** Opening Dataset records block **

//! Schedule CSV export and import

use crate::core::{LeaseRow, LeaseSchedule};
use anyhow::{bail, Context, Result};
use chrono::NaiveDate;
use regex::Regex;
use std::io::{BufRead, Write};
use std::sync::OnceLock;

/// Column headers of an exported schedule
pub const SCHEDULE_HEADERS: [&str; 9] = [
    "Period",
    "Date",
    "Payment",
    "Interest",
    "Principal",
    "Closing Liability",
    "Depreciation",
    "ROU Balance",
    "Total Expense",
];

/// Write a schedule as CSV
pub fn write_schedule_csv<W: Write>(schedule: &LeaseSchedule, mut writer: W) -> Result<()> {
    writeln!(writer, "{}", SCHEDULE_HEADERS.join(","))?;
    for row in schedule.rows() {
        writeln!(
            writer,
            "{},{},{:.2},{:.2},{:.2},{:.2},{:.2},{:.2},{:.2}",
            row.period,
            row.date.format("%Y-%m-%d"),
            row.payment,
            row.interest,
            row.principal,
            row.closing_liability,
            row.depreciation,
            row.rou_balance,
            row.total_expense,
        )?;
    }
    writer.flush()?;
    Ok(())
}

/// Split one CSV line, honouring double-quoted fields
fn split_line(line: &str) -> Vec<String> {
    let mut fields = Vec::new();
    let mut current = String::new();
    let mut in_quotes = false;
    let mut chars = line.chars().peekable();

    while let Some(c) = chars.next() {
        match c {
            '"' if in_quotes && chars.peek() == Some(&'"') => {
                current.push('"');
                chars.next();
            }
            '"' => in_quotes = !in_quotes,
            ',' if !in_quotes => fields.push(std::mem::take(&mut current)),
            _ => current.push(c),
        }
    }
    fields.push(current);
    fields
}

fn amount_noise() -> &'static Regex {
    static NOISE: OnceLock<Regex> = OnceLock::new();
    NOISE.get_or_init(|| Regex::new(r"[\$,\s]").expect("static regex"))
}

/// Parse a formatted amount such as `$1,234.50`
fn parse_amount(raw: &str, column: &str, line: usize) -> Result<f64> {
    let cleaned = amount_noise().replace_all(raw, "");
    let (negative, digits) = match cleaned.strip_prefix('(').and_then(|s| s.strip_suffix(')')) {
        Some(inner) => (true, inner.to_string()),
        None => (false, cleaned.to_string()),
    };
    let value: f64 = digits
        .parse()
        .with_context(|| format!("Line {}: invalid amount '{}' in '{}'", line, raw, column))?;
    Ok(if negative { -value } else { value })
}

fn field<'a>(fields: &'a [String], index: &[usize; 9], column: usize, line_no: usize) -> Result<&'a str> {
    fields
        .get(index[column])
        .map(|s| s.trim())
        .with_context(|| format!("Line {}: missing '{}'", line_no, SCHEDULE_HEADERS[column]))
}

/// Read a schedule exported by [`write_schedule_csv`].
///
/// Columns are matched by header name, so column order and extra columns
/// do not matter. Amounts may carry currency symbols and thousands separators.
pub fn read_schedule_csv<R: BufRead>(reader: R) -> Result<LeaseSchedule> {
    let mut lines = reader.lines();
    let header = match lines.next() {
        Some(line) => split_line(line?.trim_start_matches('\u{feff}')),
        None => bail!("Schedule CSV is empty"),
    };

    let mut index = [0usize; 9];
    for (slot, name) in index.iter_mut().zip(SCHEDULE_HEADERS) {
        *slot = header
            .iter()
            .position(|h| h.trim().eq_ignore_ascii_case(name))
            .with_context(|| format!("Schedule CSV is missing the '{}' column", name))?;
    }

    let mut rows = Vec::new();
    for (n, line) in lines.enumerate() {
        let line_no = n + 2;
        let line = line?;
        if line.trim().is_empty() {
            continue;
        }
        let fields = split_line(&line);

        let period = field(&fields, &index, 0, line_no)?
            .parse::<u32>()
            .with_context(|| format!("Line {}: invalid period", line_no))?;
        let date_text = field(&fields, &index, 1, line_no)?;
        let date = NaiveDate::parse_from_str(date_text, "%Y-%m-%d")
            .or_else(|_| NaiveDate::parse_from_str(date_text.get(..10).unwrap_or(date_text), "%Y-%m-%d"))
            .with_context(|| format!("Line {}: invalid date '{}'", line_no, date_text))?;
        let amount = |i: usize| -> Result<f64> {
            parse_amount(field(&fields, &index, i, line_no)?, SCHEDULE_HEADERS[i], line_no)
        };

        rows.push(LeaseRow {
            period,
            date,
            payment: amount(2)?,
            interest: amount(3)?,
            principal: amount(4)?,
            closing_liability: amount(5)?,
            depreciation: amount(6)?,
            rou_balance: amount(7)?,
            total_expense: amount(8)?,
        });
    }

    Ok(LeaseSchedule::new(rows))
}

#[cfg(test)]
mod tests {
    use super::*;

    fn sample() -> LeaseSchedule {
        let date = NaiveDate::from_ymd_opt(2025, 1, 1).unwrap();
        LeaseSchedule::new(vec![LeaseRow {
            period: 1,
            date,
            payment: 1000.0,
            interest: 41.67,
            principal: 958.33,
            closing_liability: 9041.67,
            depreciation: 833.33,
            rou_balance: 9166.67,
            total_expense: 875.0,
        }])
    }

    #[test]
    fn test_write_header_and_row() {
        let mut out = Vec::new();
        write_schedule_csv(&sample(), &mut out).unwrap();
        let text = String::from_utf8(out).unwrap();
        let mut lines = text.lines();
        assert_eq!(
            lines.next().unwrap(),
            "Period,Date,Payment,Interest,Principal,Closing Liability,Depreciation,ROU Balance,Total Expense"
        );
        assert_eq!(
            lines.next().unwrap(),
            "1,2025-01-01,1000.00,41.67,958.33,9041.67,833.33,9166.67,875.00"
        );
    }

    #[test]
    fn test_read_formatted_amounts_and_reordered_columns() {
        let csv = "Date,Period,Payment,Interest,Principal,Closing Liability,Depreciation,ROU Balance,Total Expense,Note\n\
                   2025-01-01,1,\"$1,000.00\",41.67,958.33,\"9,041.67\",833.33,\"9,166.67\",875.00,\"first, month\"\n";
        let schedule = read_schedule_csv(csv.as_bytes()).unwrap();
        assert_eq!(schedule, sample());
    }

    #[test]
    fn test_read_missing_column() {
        let csv = "Period,Date,Payment\n1,2025-01-01,100\n";
        let err = read_schedule_csv(csv.as_bytes()).unwrap_err();
        assert!(err.to_string().contains("Interest"));
    }

    #[test]
    fn test_parse_negative_amount() {
        assert_eq!(parse_amount("(1,250.50)", "Principal", 2).unwrap(), -1250.5);
        assert_eq!(parse_amount("-3.00", "Principal", 2).unwrap(), -3.0);
        assert!(parse_amount("n/a", "Principal", 2).is_err());
    }

    #[test]
    fn test_split_line_quotes() {
        assert_eq!(
            split_line(r#"a,"b,c","say ""hi""""#),
            vec!["a".to_string(), "b,c".to_string(), "say \"hi\"".to_string()]
        );
    }
}
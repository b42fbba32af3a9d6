//! Core lease accounting models
//!
//! Measurement of the lease liability and right-of-use asset, payment
//! streams, depreciation, the amortisation schedule and remeasurement on
//! modification.

pub mod config;
pub mod depreciation;
pub mod error;
pub mod exemption;
pub mod measurement;
pub mod modification;
pub mod payments;
pub mod schedule;
pub mod state;

pub use depreciation::*;
pub use error::*;
pub use exemption::*;
pub use measurement::*;
pub use modification::*;
pub use payments::*;
pub use schedule::*;
pub use state::*;
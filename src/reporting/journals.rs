//! Journal entries for recognised leases

use crate::core::{round_cents, LeaseRow, ModificationOutcome};
use chrono::NaiveDate;
use serde::{Deserialize, Serialize};

/// Debit or credit side of a journal line
#[derive(Debug, Clone, Copy, PartialEq, Eq, Serialize, Deserialize)]
pub enum Side {
    Debit,
    Credit,
    /// Posted to profit or loss on either side
    Either,
}

impl Side {
    pub fn prefix(&self) -> &'static str {
        match self {
            Side::Debit => "Dr",
            Side::Credit => "Cr",
            Side::Either => "Dr/Cr",
        }
    }
}

/// A single journal line
#[derive(Debug, Clone, PartialEq, Serialize, Deserialize)]
pub struct JournalLine {
    pub side: Side,
    pub account: String,
    pub amount: f64,
}

impl JournalLine {
    fn new(side: Side, account: &str, amount: f64) -> Self {
        Self {
            side,
            account: account.to_string(),
            amount: round_cents(amount),
        }
    }

    /// Account with its Dr/Cr prefix
    pub fn label(&self) -> String {
        format!("{} {}", self.side.prefix(), self.account)
    }
}

/// Entries posted at commencement
pub fn initial_recognition(
    rou_asset: f64,
    liability: f64,
    direct_costs: f64,
    incentives: f64,
) -> Vec<JournalLine> {
    let mut lines = vec![
        JournalLine::new(Side::Debit, "Right-of-use Asset", rou_asset),
        JournalLine::new(Side::Credit, "Lease Liability", liability),
    ];
    if direct_costs > 0.0 {
        lines.push(JournalLine::new(Side::Debit, "Initial Direct Costs", direct_costs));
    }
    if incentives > 0.0 {
        lines.push(JournalLine::new(Side::Credit, "Lease Incentives Received", incentives));
    }
    lines
}

/// Monthly entry for one schedule row
pub fn recurring_entry(row: &LeaseRow) -> Vec<JournalLine> {
    vec![
        JournalLine::new(Side::Debit, "Depreciation Expense", row.depreciation),
        JournalLine::new(Side::Debit, "Interest Expense", row.interest),
        JournalLine::new(Side::Credit, "Lease Liability", row.principal),
        JournalLine::new(Side::Credit, "Cash/Bank", row.payment),
    ]
}

/// Adjustment posted when a lease is remeasured
#[derive(Debug, Clone, PartialEq, Serialize, Deserialize)]
pub struct ModificationEntry {
    pub effective_date: NaiveDate,
    pub reason: String,
    pub lines: Vec<JournalLine>,
}

/// Adjustment entry at the modification date, or `None` when the carrying
/// amounts do not change.
pub fn modification_entry(outcome: &ModificationOutcome, reason: &str) -> Option<ModificationEntry> {
    let rou_adj = outcome.rou_adjustment();
    let liability_adj = outcome.liability_adjustment();
    let mut lines = Vec::new();

    if rou_adj > 0.0 {
        lines.push(JournalLine::new(Side::Debit, "Right-of-use Asset (modification)", rou_adj.abs()));
    } else if rou_adj < 0.0 {
        lines.push(JournalLine::new(Side::Credit, "Right-of-use Asset (modification)", rou_adj.abs()));
    }

    if liability_adj > 0.0 {
        lines.push(JournalLine::new(Side::Credit, "Lease Liability (modification)", liability_adj.abs()));
    } else if liability_adj < 0.0 {
        lines.push(JournalLine::new(Side::Debit, "Lease Liability (modification)", liability_adj.abs()));
    }

    // Liability reductions beyond the ROU carrying amount go to profit or loss
    let rou_written_off = outcome.opening_rou + rou_adj <= 0.0;
    if rou_written_off && liability_adj < 0.0 {
        lines.push(JournalLine::new(Side::Either, "Gain or Loss (P&L)", liability_adj.abs()));
    }

    if lines.is_empty() {
        return None;
    }

    Some(ModificationEntry {
        effective_date: outcome.modification_date,
        reason: reason.to_string(),
        lines,
    })
}
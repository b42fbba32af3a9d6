//! Lease amortisation schedule

use crate::core::depreciation::{generate_depreciation_schedule, DepreciationMethod};
use crate::core::error::{LeaseError, LeaseResult};
use crate::core::measurement::{calculate_lease_liability, round_cents};
use crate::core::payments::PaymentTiming;
use chrono::{Datelike, NaiveDate};
use serde::{Deserialize, Serialize};

/// One month of the amortisation schedule
#[derive(Debug, Clone, PartialEq, Serialize, Deserialize)]
pub struct LeaseRow {
    pub period: u32,
    pub date: NaiveDate,
    pub payment: f64,
    pub interest: f64,
    pub principal: f64,
    pub closing_liability: f64,
    pub depreciation: f64,
    pub rou_balance: f64,
    pub total_expense: f64,
}

/// Headline amounts of a generated schedule
#[derive(Debug, Clone, PartialEq, Serialize, Deserialize)]
pub struct ScheduleMetrics {
    pub initial_liability: f64,
    pub rou_asset: f64,
    pub total_payments: f64,
    pub total_interest: f64,
    /// Annual discount rate as a fraction
    pub effective_interest_rate: f64,
    pub depreciation_method: DepreciationMethod,
    pub residual_value: f64,
}

/// Ordered monthly rows of a lease
#[derive(Debug, Clone, Default, PartialEq, Serialize, Deserialize)]
#[serde(transparent)]
pub struct LeaseSchedule {
    rows: Vec<LeaseRow>,
}

impl LeaseSchedule {
    pub fn new(rows: Vec<LeaseRow>) -> Self {
        Self { rows }
    }

    pub fn rows(&self) -> &[LeaseRow] {
        &self.rows
    }

    pub fn into_rows(self) -> Vec<LeaseRow> {
        self.rows
    }

    pub fn len(&self) -> usize {
        self.rows.len()
    }

    pub fn is_empty(&self) -> bool {
        self.rows.is_empty()
    }

    pub fn first(&self) -> Option<&LeaseRow> {
        self.rows.first()
    }

    pub fn last(&self) -> Option<&LeaseRow> {
        self.rows.last()
    }

    pub fn total_payments(&self) -> f64 {
        self.rows.iter().map(|r| r.payment).sum()
    }

    pub fn total_interest(&self) -> f64 {
        self.rows.iter().map(|r| r.interest).sum()
    }

    pub fn total_depreciation(&self) -> f64 {
        self.rows.iter().map(|r| r.depreciation).sum()
    }

    /// Rows dated strictly before `date`
    pub fn rows_before(&self, date: NaiveDate) -> impl Iterator<Item = &LeaseRow> {
        self.rows.iter().filter(move |r| r.date < date)
    }

    /// Rows falling in a calendar year
    pub fn rows_in_year(&self, year: i32) -> impl Iterator<Item = &LeaseRow> {
        self.rows.iter().filter(move |r| r.date.year() == year)
    }

    /// Whether any row falls in a calendar year
    pub fn has_year(&self, year: i32) -> bool {
        self.rows.iter().any(|r| r.date.year() == year)
    }
}

/// Inputs for [`generate_lease_schedule`]
#[derive(Debug, Clone)]
pub struct ScheduleRequest<'a> {
    pub start_date: NaiveDate,
    pub payments: &'a [f64],
    /// Annual discount rate as a fraction (0.05 for 5%)
    pub discount_rate: f64,
    pub term_months: u32,
    pub rou_asset: f64,
    pub depreciation_method: DepreciationMethod,
    pub residual_value: f64,
    pub timing: PaymentTiming,
}

impl<'a> ScheduleRequest<'a> {
    /// Request with straight-line depreciation, no residual, payments in arrears
    pub fn new(
        start_date: NaiveDate,
        payments: &'a [f64],
        discount_rate: f64,
        term_months: u32,
        rou_asset: f64,
    ) -> Self {
        Self {
            start_date,
            payments,
            discount_rate,
            term_months,
            rou_asset,
            depreciation_method: DepreciationMethod::StraightLine,
            residual_value: 0.0,
            timing: PaymentTiming::End,
        }
    }

    pub fn with_depreciation(mut self, method: DepreciationMethod) -> Self {
        self.depreciation_method = method;
        self
    }

    pub fn with_residual_value(mut self, residual_value: f64) -> Self {
        self.residual_value = residual_value;
        self
    }

    pub fn with_timing(mut self, timing: PaymentTiming) -> Self {
        self.timing = timing;
        self
    }
}

/// Generate the monthly amortisation schedule using the effective interest method.
pub fn generate_lease_schedule(
    request: &ScheduleRequest<'_>,
) -> LeaseResult<(LeaseSchedule, ScheduleMetrics)> {
    if request.payments.len() != request.term_months as usize {
        return Err(LeaseError::TermMismatch {
            payments: request.payments.len(),
            term_months: request.term_months,
        });
    }

    let liability =
        calculate_lease_liability(request.payments, request.discount_rate, request.timing)?;
    let monthly_rate = request.discount_rate / 12.0;
    let depreciation = generate_depreciation_schedule(
        request.start_date,
        request.term_months,
        request.rou_asset,
        request.depreciation_method,
        request.residual_value,
    )?;

    let mut rows = Vec::with_capacity(depreciation.len());
    let mut remaining = liability;
    let last_instalment = request.payments.iter().rposition(|p| *p > 0.0);

    for (i, (payment, depr)) in request.payments.iter().zip(depreciation).enumerate() {
        let (interest, principal) = if Some(i) == last_instalment {
            // Final instalment settles whatever cent drift is left
            let principal = remaining;
            (round_cents(payment - principal), principal)
        } else {
            let interest_base = match request.timing {
                PaymentTiming::End => remaining,
                PaymentTiming::Beginning => remaining - payment,
            };
            let interest = round_cents(interest_base * monthly_rate);
            (interest, round_cents(payment - interest))
        };
        remaining = round_cents(remaining - principal).max(0.0);

        rows.push(LeaseRow {
            period: depr.period,
            date: depr.date,
            payment: *payment,
            interest,
            principal,
            closing_liability: remaining,
            depreciation: depr.depreciation,
            rou_balance: depr.balance,
            total_expense: round_cents(interest + depr.depreciation),
        });
    }

    let schedule = LeaseSchedule::new(rows);
    let metrics = ScheduleMetrics {
        initial_liability: liability,
        rou_asset: request.rou_asset,
        total_payments: round_cents(request.payments.iter().sum()),
        total_interest: round_cents(schedule.total_interest()),
        effective_interest_rate: request.discount_rate,
        depreciation_method: request.depreciation_method,
        residual_value: request.residual_value,
    };

    Ok((schedule, metrics))
}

** Closing Dataset records block **

◆ Work item: Read the entries above and find each line holding the word "fields". Copy it out.

◆ Task result:
/// Split one CSV line, honouring double-quoted fields
    let mut fields = Vec::new();
            ',' if !in_quotes => fields.push(std::mem::take(&mut current)),
    fields.push(current);
    fields
fn field<'a>(fields: &'a [String], index: &[usize; 9], column: usize, line_no: usize) -> Result<&'a str> {
    fields
        let fields = split_line(&line);
        let period = field(&fields, &index, 0, line_no)?
        let date_text = field(&fields, &index, 1, line_no)?;
            parse_amount(field(&fields, &index, i, line_no)?, SCHEDULE_HEADERS[i], line_no)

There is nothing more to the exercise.